Skeptics may fear that Fremont-Smith’s suggested changes would not have consequences so limited and benign but would inevitably lead to still broader and counterproductive restrictions on tax-exempt organizations, including, potentially, a new “quasi-governmental” oversight body, of the sort Fremont-Smith has favored in the past.
In addition, Fremont-Smith pays little attention to the costs of the remedies she favors. Extra money for enforcement would be the least of these. Holding the directors and officers of nonprofits to stricter standards of liability, or increasing the likelihood that their actions could be second-guessed by federal and state regulators, is almost sure to encourage them to be more cautious, thereby restricting the social contributions they could make as innovators or champions of unpopular causes. Conversely, as Fremont-Smith suggests, making legal oversight by donors or beneficiaries more difficult may reinforce a charity’s independence, but perhaps at the price of diminishing donors’ willingness to give and charities’ willingness to be responsive. Requiring more stringent rules and more frequent audits would also give advantages to larger organizations over the multitude of smaller nonprofits that both compose the bulk of the nonprofit world and, arguably, are its most independent-minded members.

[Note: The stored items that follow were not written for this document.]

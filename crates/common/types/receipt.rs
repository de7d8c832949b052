use bytes::{BufMut, Bytes};
use ethereum_types::{Address, Bloom, BloomInput, H256};
use serde::{Deserialize, Serialize};

use crate::{
    rlp::{Encoder, RLPEncode},
    types::TxType,
};

/// First field of a receipt: the post-transaction state root before
/// Byzantium, the execution status since.
#[derive(Clone, Copy, Debug, PartialEq, Eq, Serialize, Deserialize)]
#[serde(rename_all = "camelCase")]
pub enum ReceiptOutcome {
    StateRoot(H256),
    Status(bool),
}

/// Result of a transaction
#[derive(Clone, Debug, PartialEq, Eq, Serialize, Deserialize)]
#[serde(rename_all = "camelCase")]
pub struct Receipt {
    pub tx_type: TxType,
    pub outcome: ReceiptOutcome,
    pub cumulative_gas_used: u64,
    pub bloom: Bloom,
    pub logs: Vec<Log>,
    /// Only present for blob transactions
    #[serde(skip_serializing_if = "Option::is_none")]
    pub blob_gas_used: Option<u64>,
    #[serde(skip_serializing_if = "Option::is_none")]
    pub blob_gas_price: Option<u64>,
}

impl Receipt {
    pub fn new(
        tx_type: TxType,
        outcome: ReceiptOutcome,
        cumulative_gas_used: u64,
        logs: Vec<Log>,
    ) -> Self {
        Self {
            tx_type,
            outcome,
            cumulative_gas_used,
            bloom: bloom_from_logs(&logs),
            logs,
            blob_gas_used: None,
            blob_gas_price: None,
        }
    }

    /// `None` for pre-Byzantium receipts, which carry a state root instead.
    pub fn status(&self) -> Option<bool> {
        match self.outcome {
            ReceiptOutcome::Status(succeeded) => Some(succeeded),
            ReceiptOutcome::StateRoot(_) => None,
        }
    }

    pub fn state_root(&self) -> Option<H256> {
        match self.outcome {
            ReceiptOutcome::StateRoot(root) => Some(root),
            ReceiptOutcome::Status(_) => None,
        }
    }

    /// Consensus encoding, as hashed into the receipts root:
    /// `rlp([status_or_root, cumulative_gas_used, bloom, logs])`, prefixed by
    /// the transaction type byte for typed receipts. Blob gas fields are not
    /// part of the consensus encoding.
    pub fn encode_inner(&self) -> Vec<u8> {
        // Bloom is already 256 bytes, so we preallocate at least that much plus some,
        // to avoid multiple small allocations.
        let mut encode_buf = Vec::with_capacity(512);
        if self.tx_type != TxType::Legacy {
            encode_buf.push(self.tx_type as u8);
        }
        let encoder = Encoder::new(&mut encode_buf);
        let encoder = match self.outcome {
            ReceiptOutcome::StateRoot(root) => encoder.encode_field(&root),
            ReceiptOutcome::Status(succeeded) => encoder.encode_field(&succeeded),
        };
        encoder
            .encode_field(&self.cumulative_gas_used)
            .encode_field(&self.bloom)
            .encode_field(&self.logs)
            .finish();
        encode_buf
    }
}

impl RLPEncode for Receipt {
    fn encode(&self, buf: &mut dyn BufMut) {
        buf.put_slice(&self.encode_inner());
    }
}

/// Bloom over the addresses and topics of every log (3 bits each).
pub fn bloom_from_logs(logs: &[Log]) -> Bloom {
    let mut bloom = Bloom::zero();
    for log in logs {
        bloom.accrue(BloomInput::Raw(log.address.as_bytes()));
        for topic in log.topics.iter() {
            bloom.accrue(BloomInput::Raw(topic.as_bytes()));
        }
    }
    bloom
}

/// Data record produced during the execution of a transaction.
#[derive(Clone, Debug, PartialEq, Eq, Default, Serialize, Deserialize)]
pub struct Log {
    pub address: Address,
    pub topics: Vec<H256>,
    #[serde(with = "crate::serde_utils::bytes")]
    pub data: Bytes,
}

impl RLPEncode for Log {
    fn encode(&self, buf: &mut dyn BufMut) {
        Encoder::new(buf)
            .encode_field(&self.address)
            .encode_field(&self.topics)
            .encode_field(&self.data)
            .finish();
    }
}
mod account;
mod block;
mod genesis;
mod receipt;
mod transaction;

pub use account::*;
pub use block::*;
pub use genesis::*;
pub use receipt::*;
pub use transaction::*;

Those effects may, of course, be exactly what some lawmakers desire. While public policy has increasingly expanded the rights of individuals, it has become increasingly stingy where the freedom of associations they form is concerned. (That is by no means unprecedented; the Magna Carta, the 1215 proclamation of the rights of English citizens, placed restrictions on the amount of land held by charitable groups, at that time mostly religious orders.) Yet if private, voluntary groups lack sufficient autonomy, individual liberties will lose an invaluable safeguard in the face of a powerful government.
Fremont-Smith is correct that the influence of the “independent sector” depends on its perceived integrity, and that in turn may require restrictions on its independence. But admirable as her book is as a review of past and present legal strictures, it offers little help in deciding if more controls are necessary, or if, perhaps, we have already gone too far.
Leslie Lenkowsky is professor of public affairs and philanthropic studies at Indiana University.